Several hundred concert-goers ducked as someone fired back. Brown was hit in the back with a nine-millimetre bullet. Then the Hillbillies raided the box office and took £1,000.

‘It was an Irish club,’ said detective Ron Gaffey.

‘There were something like four hundred people in there. Someone is firing at Delroy Brown, with four hundred dancers in between, and allegedly someone is firing back. Brown was wounded and those responsible escaped. One thing that still irritates me is that there were potentially four hundred witnesses yet not one of them came forward to tell us what they saw or, if they did, they weren’t prepared to write it down. That included two young barristers who were there as revellers and who have supposedly taken an oath to uphold the law. I was flabbergasted. If we can’t get people like that on our side, then what chance do we have? Then the very next day, we have got vehicles chasing each other and firing down the streets, like Chicago.’

Police announced the formation of a ‘task force’ to head off a repeat of the previous gang war, under the codename Operation Takeover, and set up a confidential telephone hotline for information. ‘When we launched Takeover, we were also astonished to find the villains were wearing body armour,’ said Gaffey. ‘We were trying to find out where they got it, and also asking if we should have it ourselves. It was Johnson we clocked wearing it first. Suddenly there was a realisation of how big the weapons problem was. Several houses were raided and we recovered quite a lot of weapons. One guy was actually

reaching for a gun in his bedroom as we were walking in. Does he know it’s us? If he doesn’t, what is he going to do? If he does, what is he gong to do?

You felt vulnerable. It was very risky in those days.’

Gaffey was in no doubt about White Tony’s status.

‘Johnson was a killer. He was the hit man. He was a very nasty piece of work, very dangerous. He would swan around, go to the clubs, refuse to pay, just waltz in. People were so fearful of him.’ His audacity saw him rise swiftly in the hierarchy of the Hillbillies.
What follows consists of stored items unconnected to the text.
//! HashMap-based state backend.

use std::collections::HashMap;

use anyhow::{Result, anyhow};

use super::KeyedStateBackend;
use crate::types::StreamData;

/// In-memory state backend.
///
/// Each task owns one backend, so access needs no locks. List elements are
/// serialized individually with bincode, which keeps `add` O(1).
#[derive(Debug, Default)]
pub struct HashMapStateBackend {
    /// (key, state_name) -> serialized elements
    list_states: HashMap<(Vec<u8>, String), Vec<Vec<u8>>>,
    current_key: Option<Vec<u8>>,
}

impl HashMapStateBackend {
    pub fn new() -> Self {
        Self::default()
    }

    fn state_key(&self, name: &str) -> Result<(Vec<u8>, String)> {
        let key = self
            .current_key
            .as_ref()
            .ok_or_else(|| anyhow!("No current key set"))?;
        Ok((key.clone(), name.to_string()))
    }
}

impl KeyedStateBackend for HashMapStateBackend {
    fn set_current_key(&mut self, key: Vec<u8>) {
        self.current_key = Some(key);
    }

    fn current_key(&self) -> Option<&[u8]> {
        self.current_key.as_deref()
    }

    fn get_list<V: StreamData>(&self, name: &str) -> Result<Vec<V>> {
        let state_key = self.state_key(name)?;
        match self.list_states.get(&state_key) {
            Some(elems) => elems
                .iter()
                .map(|bytes| bincode::deserialize(bytes).map_err(anyhow::Error::from))
                .collect(),
            None => Ok(Vec::new()),
        }
    }

    fn add_to_list<V: StreamData>(&mut self, name: &str, value: V) -> Result<()> {
        let state_key = self.state_key(name)?;
        let bytes = bincode::serialize(&value)?;
        self.list_states.entry(state_key).or_default().push(bytes);
        Ok(())
    }

    fn clear_list(&mut self, name: &str) -> Result<()> {
        let state_key = self.state_key(name)?;
        self.list_states.remove(&state_key);
        Ok(())
    }

    fn list_key_count(&self, name: &str) -> usize {
        self.list_states
            .keys()
            .filter(|(_, state_name)| state_name == name)
            .count()
    }
}

#[cfg(test)]
#[path = "tests/hashmap_tests.rs"]
mod tests;
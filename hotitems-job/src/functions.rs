//! The job's user functions: filter, counting, window results and ranking.

use anyhow::Result;
use hotitems_core::process::{KeyedProcessFunction, ProcessContext};
use hotitems_core::state::{KeyedStateBackend, ListStateHandle};
use hotitems_core::types::EventTime;
use hotitems_core::window::{AggregateFunction, TimeWindow, WindowFunction};
use tracing::{debug, warn};

use crate::metrics::JobMetrics;
use crate::record::{ItemViewCount, UserBehavior};
use crate::report::{RankedItem, RankingReport};

/// Keeps only events of one behavior type.
#[derive(Debug, Clone)]
pub struct BehaviorFilter {
    action: String,
}

impl BehaviorFilter {
    pub fn new(action: impl Into<String>) -> Self {
        Self {
            action: action.into(),
        }
    }

    pub fn accept(&self, event: &UserBehavior) -> bool {
        event.behavior == self.action
    }
}

/// Counts events; the accumulator is the count.
#[derive(Debug, Clone, Copy, Default)]
pub struct CountAgg;

impl AggregateFunction<UserBehavior, u64, u64> for CountAgg {
    fn create_accumulator(&self) -> u64 {
        0
    }

    fn add(&self, acc: &mut u64, _element: &UserBehavior) {
        *acc += 1;
    }

    fn get_result(&self, acc: u64) -> u64 {
        acc
    }

    fn merge(&self, acc: &mut u64, other: u64) {
        *acc += other;
    }
}

/// Tags a window's count with its item and window end.
#[derive(Debug, Clone, Copy, Default)]
pub struct WindowResultFunction;

impl WindowFunction<i64, u64, ItemViewCount> for WindowResultFunction {
    fn apply(&mut self, item_id: &i64, window: &TimeWindow, counts: &[u64], output: &mut Vec<ItemViewCount>) {
        output.extend(counts.iter().map(|&view_count| ItemViewCount {
            item_id: *item_id,
            window_end: window.end,
            view_count,
        }));
    }
}

/// Ranks the results of each window once all of them have arrived.
///
/// Keyed by `window_end`. Results are buffered in list state and a timer is
/// set one millisecond past the window end; upstream results for a window
/// are all sent before the watermark that closes it, so by the time the
/// timer fires the buffer is complete. The buffer is cleared on firing and
/// the window is never ranked again.
pub struct TopNHotItems {
    top_n: usize,
    items: ListStateHandle<ItemViewCount>,
    max_pending_windows: usize,
    alarm_raised: bool,
    metrics: Option<JobMetrics>,
}

impl TopNHotItems {
    pub fn new(top_n: usize) -> Self {
        Self {
            top_n,
            items: ListStateHandle::new("item-state"),
            max_pending_windows: usize::MAX,
            alarm_raised: false,
            metrics: None,
        }
    }

    /// Log an alarm when more than `limit` windows are buffered at once.
    pub fn with_pending_alarm(mut self, limit: usize) -> Self {
        self.max_pending_windows = limit;
        self
    }

    pub fn with_metrics(mut self, metrics: JobMetrics) -> Self {
        self.metrics = Some(metrics);
        self
    }

    fn observe_pending(&mut self, pending: usize) {
        if let Some(metrics) = &self.metrics {
            metrics.record_pending_windows(pending as u64);
        }
        if pending > self.max_pending_windows {
            if !self.alarm_raised {
                warn!(
                    pending,
                    limit = self.max_pending_windows,
                    "ranking buffers piling up; is the watermark advancing?"
                );
                self.alarm_raised = true;
            }
        } else {
            self.alarm_raised = false;
        }
    }
}

impl<B: KeyedStateBackend> KeyedProcessFunction<i64, ItemViewCount, RankingReport, B> for TopNHotItems {
    fn process_element(
        &mut self,
        window_end: &i64,
        result: ItemViewCount,
        ctx: &mut ProcessContext<'_, RankingReport, B>,
    ) -> Result<()> {
        self.items.add(ctx.state_mut(), result)?;
        if ctx.register_event_time_timer(window_end.saturating_add(1))? {
            let pending = self.items.key_count(ctx.state());
            self.observe_pending(pending);
        }
        Ok(())
    }

    fn on_timer(
        &mut self,
        _timestamp: EventTime,
        window_end: &i64,
        ctx: &mut ProcessContext<'_, RankingReport, B>,
    ) -> Result<()> {
        let mut items = self.items.get(ctx.state())?;
        self.items.clear(ctx.state_mut())?;

        // Stable: equal counts keep arrival order.
        items.sort_by(|a, b| b.view_count.cmp(&a.view_count));
        let buffered = items.len();
        items.truncate(self.top_n);
        debug!(window_end, buffered, ranked = items.len(), "ranking window");

        ctx.collect(RankingReport {
            window_end: *window_end,
            entries: items
                .into_iter()
                .enumerate()
                .map(|(rank, item)| RankedItem {
                    rank,
                    item_id: item.item_id,
                    view_count: item.view_count,
                })
                .collect(),
        });

        let pending = self.items.key_count(ctx.state());
        self.observe_pending(pending);
        Ok(())
    }
}
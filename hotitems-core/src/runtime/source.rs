//! Source loop: pulls events from an iterator, stamps them with event time,
//! generates watermarks and routes the survivors of a stateless operator.

use std::marker::PhantomData;
use std::sync::Arc;
use std::sync::atomic::{AtomicBool, Ordering};

use anyhow::Result;
use tracing::{debug, info};

use crate::operator::Operator;
use crate::output_gate::OutputGate;
use crate::partitioner::Partitioner;
use crate::time::{EVENT_TIME_MAX, WatermarkGenerator, WatermarkStrategy};
use crate::types::{StreamData, StreamElement, StreamRecord, Watermark};

/// What the source saw before it stopped.
#[derive(Debug, Clone, Copy, Default, PartialEq, Eq)]
pub struct SourceSummary {
    pub records_read: u64,
    pub records_emitted: u64,
    pub timestamp_violations: u64,
    pub cancelled: bool,
}

/// Head of a pipeline.
///
/// On exhaustion the source emits `Watermark(EVENT_TIME_MAX)` followed by
/// `End`, which flushes every downstream window and timer. When the cancel
/// flag is raised it stops at the next event and emits only `End`, so
/// downstream state that has not fired yet is discarded.
pub struct SourceTask<T, S, Op, P>
where
    Op: Operator<T>,
{
    strategy: S,
    operator: Op,
    output_gate: OutputGate<Op::OUT>,
    partitioner: P,
    cancelled: Arc<AtomicBool>,
    _phantom: PhantomData<fn(T)>,
}

impl<T, S, Op, P> SourceTask<T, S, Op, P>
where
    T: Send,
    S: WatermarkStrategy<T>,
    Op: Operator<T>,
    Op::OUT: StreamData,
    P: Partitioner<Op::OUT>,
{
    pub fn new(strategy: S, operator: Op, output_gate: OutputGate<Op::OUT>, partitioner: P) -> Self {
        Self {
            strategy,
            operator,
            output_gate,
            partitioner,
            cancelled: Arc::new(AtomicBool::new(false)),
            _phantom: PhantomData,
        }
    }

    /// Share a cancel flag with the caller.
    pub fn with_cancel_flag(mut self, cancelled: Arc<AtomicBool>) -> Self {
        self.cancelled = cancelled;
        self
    }

    /// Drain `events` into the pipeline.
    pub fn run<I>(mut self, events: I) -> Result<SourceSummary>
    where
        I: IntoIterator<Item = T>,
    {
        let mut generator = self.strategy.create_watermark_generator();
        let mut summary = SourceSummary::default();
        let mut buffer = Vec::new();
        let mut last_watermark: Option<Watermark> = None;

        for event in events {
            if self.cancelled.load(Ordering::Relaxed) {
                summary.cancelled = true;
                break;
            }
            summary.records_read += 1;

            let timestamp = self.strategy.extract_timestamp(&event);
            let watermark = generator.advance(timestamp);

            self.operator
                .process_record(StreamRecord::with_timestamp(event, timestamp), &mut buffer)?;
            summary.records_emitted += self.route(&mut buffer)?;

            if let Some(wm) = watermark.filter(|wm| last_watermark.map_or(true, |last| *wm > last)) {
                self.emit_watermark(wm, &mut buffer, &mut summary)?;
                last_watermark = Some(wm);
            }
        }
        summary.timestamp_violations = generator.violations();

        if summary.cancelled {
            info!(records_read = summary.records_read, "source cancelled");
        } else {
            debug!(records_read = summary.records_read, "source exhausted, flushing");
            self.emit_watermark(Watermark::new(EVENT_TIME_MAX), &mut buffer, &mut summary)?;
        }
        self.output_gate.broadcast(StreamElement::End)?;
        Ok(summary)
    }

    fn emit_watermark(
        &mut self,
        watermark: Watermark,
        buffer: &mut Vec<StreamRecord<Op::OUT>>,
        summary: &mut SourceSummary,
    ) -> Result<()> {
        self.operator.on_event_time(watermark.timestamp, buffer)?;
        summary.records_emitted += self.route(buffer)?;
        self.output_gate.broadcast(StreamElement::Watermark(watermark))
    }

    fn route(&self, buffer: &mut Vec<StreamRecord<Op::OUT>>) -> Result<u64> {
        let mut routed = 0;
        for record in buffer.drain(..) {
            self.output_gate.emit_partitioned(record, &self.partitioner)?;
            routed += 1;
        }
        Ok(routed)
    }
}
‘Cheetham Hill were quite well organised. All of them were intelligent in a streetwise sense and were acutely aware of police methods. I never found any of them to be unintelligent, though they weren’t particularly pleasant. There was a bond in terms of the drug business. There were dangers in working in isolation, so it was much safer and more businesslike to operate in a group.’

The police targeted the Hillbillies in earnest but witnesses were loath to talk. Officers were also hampered by the failure to ensure a consistent flow of intelligence. The original card files put together in the mid-eighties during the first Cheetham Hill-Moss Side war seemed to have been thrown out, while many of the officers who had worked on phase one of the gang war had moved on. ‘It was a new phenomenon, and our intelligence sources weren’t good at that stage to infiltrate some of these gangs,’

said Gaffey. ‘We were a bit behind. We weren’t properly focussed. They were very difficult to infiltrate anyway. It was difficult to know what had caused this but I think it was something very flimsy.’

While Delroy Brown recovered in hospital from his third serious attack in as many years, a young man was killed outside the Pepperhill. Egbert Williams, a

nineteen-year-old partner in a Moss Side bakery, was stabbed through the heart in a fight in the car park and died as he lay on the ground. It followed an argument inside the pub and was not gang-related, but it added to the air of fear.

***

The annual Moss Side Caribbean carnival is Manchester’s answer to Notting Hill, a noisy, colourful celebration of an exuberant culture. In May 1990, up to 40,000 people were out in shirt-sleeve weather, having fun, but the dealers were expecting trouble. ‘This was a hot day [yet] all the Frontline had on long Macs and ski jackets,’ recalled one. ‘It means they’re carrying.’30 Then the Hillbillies arrived.

Stone-faced and tooled-up, they marched into the throng, cutting a swathe. ‘These guys were walking around with their hands in their coats and that was scary. That was really, really scary. They were armed,’ said the dealer. ‘There was a lot

of rushing around, not knowing what was going on.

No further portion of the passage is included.